Transcribing streaming audio
Using Amazon Transcribe streaming, you can produce real-time transcriptions for your media content. Unlike batch transcriptions, which involve uploading media files, streaming media is delivered to Amazon Transcribe in real time. Amazon Transcribe then returns a transcript, also in real time.
Streaming can include pre-recorded media (movies, music, and podcasts) and real-time media (live news broadcasts). Common streaming use cases for Amazon Transcribe include live closed captioning for sporting events and real-time monitoring of call center audio.

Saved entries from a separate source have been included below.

//! Media item definitions.

use chrono::{DateTime, Utc};
use schemars::JsonSchema;
use serde::{Deserialize, Serialize};
use std::fmt;
use uuid::Uuid;

/// Unique identifier for a media item.
#[derive(Debug, Clone, PartialEq, Eq, Hash, Serialize, Deserialize, JsonSchema)]
#[serde(transparent)]
pub struct MediaId(pub String);

impl MediaId {
    /// Generate a new random media ID.
    pub fn new() -> Self {
        Self(Uuid::new_v4().to_string())
    }

    /// Create from an existing string.
    pub fn from_string(s: impl Into<String>) -> Self {
        Self(s.into())
    }

    /// Get the inner string.
    pub fn as_str(&self) -> &str {
        &self.0
    }
}

impl Default for MediaId {
    fn default() -> Self {
        Self::new()
    }
}

impl fmt::Display for MediaId {
    fn fmt(&self, f: &mut fmt::Formatter<'_>) -> fmt::Result {
        write!(f, "{}", self.0)
    }
}

/// Lifecycle status of a media item.
#[derive(Debug, Clone, Copy, PartialEq, Eq, Hash, Serialize, Deserialize, JsonSchema, Default)]
#[serde(rename_all = "snake_case")]
pub enum MediaStatus {
    /// Registered but not yet probed
    #[default]
    Registered,
    /// Probe job is inspecting the source
    Probing,
    /// Technical metadata populated, enrichment may attach
    Ready,
    /// Probe failed; source is unusable
    Failed,
    /// Logically deleted
    Deleted,
}

impl MediaStatus {
    pub fn as_str(&self) -> &'static str {
        match self {
            MediaStatus::Registered => "registered",
            MediaStatus::Probing => "probing",
            MediaStatus::Ready => "ready",
            MediaStatus::Failed => "failed",
            MediaStatus::Deleted => "deleted",
        }
    }

    pub fn is_terminal(&self) -> bool {
        matches!(self, MediaStatus::Failed | MediaStatus::Deleted)
    }
}

impl fmt::Display for MediaStatus {
    fn fmt(&self, f: &mut fmt::Formatter<'_>) -> fmt::Result {
        write!(f, "{}", self.as_str())
    }
}

/// Technical metadata filled in by the probe.
#[derive(Debug, Clone, PartialEq, Serialize, Deserialize, JsonSchema)]
pub struct TechMetadata {
    /// Duration in seconds
    pub duration: f64,
    /// Frame rate (fps)
    pub fps: f64,
    /// Width in pixels
    pub width: u32,
    /// Height in pixels
    pub height: u32,
    /// Whether the source has an audio stream
    pub has_audio: bool,
    /// Video codec name
    pub video_codec: String,
    /// Audio codec name, if any
    #[serde(skip_serializing_if = "Option::is_none")]
    pub audio_codec: Option<String>,
    /// Bitrate in bits/second
    pub bitrate: u64,
}

/// One source video tracked by the registry.
#[derive(Debug, Clone, Serialize, Deserialize, JsonSchema)]
pub struct Media {
    /// Unique media ID
    pub media_id: MediaId,

    /// Blob-store URI or external URL of the source
    pub source_uri: String,

    /// User-supplied title
    #[serde(skip_serializing_if = "Option::is_none")]
    pub title: Option<String>,

    /// User-supplied description
    #[serde(skip_serializing_if = "Option::is_none")]
    pub description: Option<String>,

    /// Lifecycle status
    #[serde(default)]
    pub status: MediaStatus,

    /// Probed technical metadata; present once status is Ready
    #[serde(skip_serializing_if = "Option::is_none")]
    pub tech: Option<TechMetadata>,

    /// Sanitised error message when status is Failed
    #[serde(skip_serializing_if = "Option::is_none")]
    pub error: Option<String>,

    /// Creation timestamp
    pub created_at: DateTime<Utc>,

    /// Last update timestamp
    pub updated_at: DateTime<Utc>,
}

impl Media {
    /// Register a new media item.
    pub fn register(source_uri: impl Into<String>) -> Self {
        let now = Utc::now();
        Self {
            media_id: MediaId::new(),
            source_uri: source_uri.into(),
            title: None,
            description: None,
            status: MediaStatus::Registered,
            tech: None,
            error: None,
            created_at: now,
            updated_at: now,
        }
    }

    /// Set the title.
    pub fn with_title(mut self, title: impl Into<String>) -> Self {
        self.title = Some(title.into());
        self
    }

    /// Set the description.
    pub fn with_description(mut self, description: impl Into<String>) -> Self {
        self.description = Some(description.into());
        self
    }

    /// Mark the media ready with probed metadata.
    pub fn into_ready(mut self, tech: TechMetadata) -> Self {
        self.status = MediaStatus::Ready;
        self.tech = Some(tech);
        self.updated_at = Utc::now();
        self
    }

    /// Mark the media failed.
    pub fn into_failed(mut self, error: impl Into<String>) -> Self {
        self.status = MediaStatus::Failed;
        self.error = Some(error.into());
        self.updated_at = Utc::now();
        self
    }

    /// Source duration in seconds, if probed.
    pub fn duration(&self) -> Option<f64> {
        self.tech.as_ref().map(|t| t.duration)
    }

    /// Whether the media is Ready with probed metadata attached. Empty
    /// sources probe to Ready with duration 0; enrichment on them
    /// short-circuits to empty outputs while planning rejects them.
    pub fn is_ready(&self) -> bool {
        self.status == MediaStatus::Ready && self.tech.is_some()
    }

    /// Whether the media has material to plan or render against.
    pub fn has_content(&self) -> bool {
        self.is_ready() && self.duration().unwrap_or(0.0) > 0.0
    }
}

#[cfg(test)]
mod tests {
    use super::*;

    #[test]
    fn test_register_defaults() {
        let media = Media::register("https://example.com/clip.mp4").with_title("clip");
        assert_eq!(media.status, MediaStatus::Registered);
        assert!(media.tech.is_none());
        assert!(!media.is_ready());
    }

    #[test]
    fn test_ready_invariant() {
        let media = Media::register("file:///tmp/a.mp4").into_ready(TechMetadata {
            duration: 120.5,
            fps: 29.97,
            width: 1920,
            height: 1080,
            has_audio: true,
            video_codec: "h264".into(),
            audio_codec: Some("aac".into()),
            bitrate: 4_000_000,
        });
        assert!(media.is_ready());
        assert!(media.has_content());

        // Zero-duration media is Ready but has nothing to plan against.
        let empty = Media::register("file:///tmp/b.mp4").into_ready(TechMetadata {
            duration: 0.0,
            fps: 30.0,
            width: 640,
            height: 480,
            has_audio: false,
            video_codec: "h264".into(),
            audio_codec: None,
            bitrate: 0,
        });
        assert!(empty.is_ready());
        assert!(!empty.has_content());
    }
}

Streaming content is delivered as a series of sequential data packets, or 'chunks,' that Amazon Transcribe transcribes instantaneously. The advantages of using streaming over batch include real-time speech-to-text capabilities in your applications and faster transcription times. However, this increased speed may have accuracy limitations in some cases.
Amazon Transcribe offers the following options for streaming:
We strongly recommend using an SDK rather than using HTTP/2 or WebSockets
directly. For SDK code examples, refer to the AWS Samples repository
Audio formats supported for streaming transcriptions are:
FLAC
OPUS-encoded audio in an Ogg container
PCM (only signed 16-bit little-endian audio formats, which does not include WAV)
Lossless formats (FLAC or PCM) are recommended.
To transcribe streaming audio in the AWS Management Console, speak into your computer microphone.
Streaming transcriptions are not supported with all languages. Refer to the 'Data input' column in the supported languages table for details.
To view the Amazon Transcribe Region availability for streaming transcriptions, see: Amazon Transcribe Endpoints and Quotas.